The third area of consensus related to crisis leadership is clear, frequent communication with stakeholders. During a crisis, it is important to use multiple communication channels (Robbins and Judge, 2018). In the context of the COVID-19 pandemic, when people are unable to engage in face-to-face communication because of social-distancing practices, leaders considered live streaming of updates or messages of encouragement (Fernandez and Shaw, 2020). The choice of communication approach should also consider stakeholders’ preferences. Faculty and staff may prefer updates from leadership through email, while students may prefer a variety of social media platforms or text messages.
Researchers have studied campuses in crisis and identified active listening as another area of communication important for quality decisions (Kezar et al., 2018). Active listening is a structured form of listening and responding that
focuses the attention on the speaker—instead of on one’s own perspectives—and improves mutual understanding without debate or judgment (Kezar et al., 2018). Many of the emerging recommendations from faculty and staff during the COVID-19 pandemic have also related to more transparency with decision-making and increased communication. From accounts in the media, the current communication approach on campuses is failing and is exacerbating inequities (Flaherty, 2020b, 2020f).
DATA GAPS ON ACADEMIC LEADERSHIP AND DECISION-MAKING
There are limitations in the literature on academic leadership and decision-making. It has been almost a decade since the National Center for Education Statistics stopped collecting data for the National Study of Postsecondary Faculty, resulting in limited data about decision-making and leadership related to the COVID-19 pandemic. In addition, studies of successful leadership practices during the COVID-19 pandemic in 2020 were often based on single case studies and should be understood to have limited ability to generalize. For example, the COACHE faculty job satisfaction survey is one of the only sources of faculty members’ views on governance and leadership. There has been intermittent data collection related to leadership representation in higher education with a focus on presidents and governing board members, which leaves critical gaps in knowledge related to other administrative roles. Similarly, there are not enough data collected on Leaders of Color or studies that evaluate the impact of decision-making on gender as well as racial and ethnic inequalities. Few studies have incorporated an intersectional perspective, grounding race and evaluating the intersection with other identities such as gender (Harris and Patton, 2019).

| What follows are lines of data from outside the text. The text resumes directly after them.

// src/config.rs

use std::{env, net::SocketAddr};

use dotenvy::dotenv;
use thiserror::Error;
use url::Url;

/// Lifetime of a session token (and its cookie) when `JWT_EXPIRATION` is unset: 7 days.
pub const DEFAULT_JWT_EXPIRATION_SECS: u64 = 60 * 60 * 24 * 7;
/// Upper bound for `JWT_EXPIRATION`: one year.
pub const MAX_JWT_EXPIRATION_SECS: u64 = 60 * 60 * 24 * 365;

/// Groq exposes an OpenAI-compatible chat completions API under this prefix.
pub const DEFAULT_AI_BASE_URL: &str = "https://api.groq.com/openai/v1";
pub const DEFAULT_AI_MODEL: &str = "llama-3.1-8b-instant";
pub const DEFAULT_AI_TIMEOUT_SECS: u64 = 30;

#[derive(Debug, Error)]
pub enum ConfigError {
    #[error("{0} must be set")]
    Missing(&'static str),

    #[error("{name} has an invalid value: {reason}")]
    Invalid { name: &'static str, reason: String },
}

/// Settings for the external completion provider.
#[derive(Debug, Clone)]
pub struct AiConfig {
    /// No key means AI features answer with their built-in fallbacks.
    pub api_key: Option<String>,
    pub base_url: Url,
    pub model: String,
    pub timeout_secs: u64,
}

impl Default for AiConfig {
    fn default() -> Self {
        Self {
            api_key: None,
            base_url: Url::parse(DEFAULT_AI_BASE_URL).expect("default AI base URL is valid"),
            model: DEFAULT_AI_MODEL.to_string(),
            timeout_secs: DEFAULT_AI_TIMEOUT_SECS,
        }
    }
}

#[derive(Debug, Clone)]
pub struct Config {
    pub database_url: String,
    pub jwt_secret: String,
    /// Token lifetime in seconds.
    pub jwt_expiration: u64,
    pub rust_log: String,
    pub bind_addr: SocketAddr,
    /// Adds the `Secure` attribute to the session cookie.
    pub secure_cookies: bool,
    pub cors_origins: Vec<String>,
    pub ai: AiConfig,
}

impl Config {
    pub fn from_env() -> Result<Self, ConfigError> {
        dotenv().ok();

        let database_url = required("DATABASE_URL")?;
        let jwt_secret = required("JWT_SECRET")?;

        let jwt_expiration = match env::var("JWT_EXPIRATION") {
            Ok(raw) => parse_jwt_expiration(&raw)?,
            Err(_) => DEFAULT_JWT_EXPIRATION_SECS,
        };

        let rust_log = env::var("RUST_LOG").unwrap_or_else(|_| "info".to_string());

        let bind_addr = env::var("BIND_ADDR")
            .unwrap_or_else(|_| "0.0.0.0:3000".to_string())
            .parse::<SocketAddr>()
            .map_err(|e| ConfigError::Invalid {
                name: "BIND_ADDR",
                reason: e.to_string(),
            })?;

        let secure_cookies = env::var("APP_ENV")
            .map(|v| v.eq_ignore_ascii_case("production"))
            .unwrap_or(false);

        let cors_origins = parse_origins(
            &env::var("CORS_ORIGINS")
                .unwrap_or_else(|_| "http://localhost:3000,http://127.0.0.1:3000".to_string()),
        );

        let ai = AiConfig {
            api_key: env::var("AI_API_KEY")
                .or_else(|_| env::var("GROQ_API_KEY"))
                .ok()
                .filter(|k| !k.trim().is_empty()),
            base_url: parse_base_url(
                &env::var("AI_BASE_URL").unwrap_or_else(|_| DEFAULT_AI_BASE_URL.to_string()),
            )?,
            model: env::var("AI_MODEL").unwrap_or_else(|_| DEFAULT_AI_MODEL.to_string()),
            timeout_secs: match env::var("AI_TIMEOUT_SECS") {
                Ok(raw) => parse_u64("AI_TIMEOUT_SECS", &raw)?,
                Err(_) => DEFAULT_AI_TIMEOUT_SECS,
            },
        };

        Ok(Self {
            database_url,
            jwt_secret,
            jwt_expiration,
            rust_log,
            bind_addr,
            secure_cookies,
            cors_origins,
            ai,
        })
    }
}

fn required(name: &'static str) -> Result<String, ConfigError> {
    env::var(name)
        .ok()
        .filter(|v| !v.is_empty())
        .ok_or(ConfigError::Missing(name))
}

fn parse_u64(name: &'static str, raw: &str) -> Result<u64, ConfigError> {
    raw.trim().parse::<u64>().map_err(|e| ConfigError::Invalid {
        name,
        reason: e.to_string(),
    })
}

fn parse_jwt_expiration(raw: &str) -> Result<u64, ConfigError> {
    let secs = parse_u64("JWT_EXPIRATION", raw)?;
    if secs == 0 || secs > MAX_JWT_EXPIRATION_SECS {
        return Err(ConfigError::Invalid {
            name: "JWT_EXPIRATION",
            reason: format!("must be between 1 and {} seconds", MAX_JWT_EXPIRATION_SECS),
        });
    }
    Ok(secs)
}

fn parse_origins(raw: &str) -> Vec<String> {
    raw.split(',')
        .map(str::trim)
        .filter(|o| !o.is_empty())
        .map(str::to_string)
        .collect()
}

fn parse_base_url(raw: &str) -> Result<Url, ConfigError> {
    let url = Url::parse(raw).map_err(|e| ConfigError::Invalid {
        name: "AI_BASE_URL",
        reason: e.to_string(),
    })?;

    match url.scheme() {
        "http" | "https" => Ok(url),
        other => Err(ConfigError::Invalid {
            name: "AI_BASE_URL",
            reason: format!("unsupported scheme '{}'", other),
        }),
    }
}
pub mod hash;
pub mod html;
pub mod jwt;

Historically, gender inequalities are pervasive among leaders in higher education leadership and their decision-making process, and the emergence of the Gig Academy has exacerbated gender inequalities. However, many campuses have existing efforts or offices (e.g., ADVANCE, DEI offices) working on changing the campus cultures and support equity over the long term. Leaders who are focused on addressing gender equity would benefit from working strategically to address the emerging gender inequalities of the COVID-19 pandemic observed during 2020. Many campuses may need more mechanisms for bringing faculty and administrators together around decision-making and leadership, particularly for non-tenure-track faculty that are often excluded from governance. While there is evidence from the first 9 months of the COVID-19 pandemic of worsening gender inequalities, there are also existing strategies available for reversing these trends.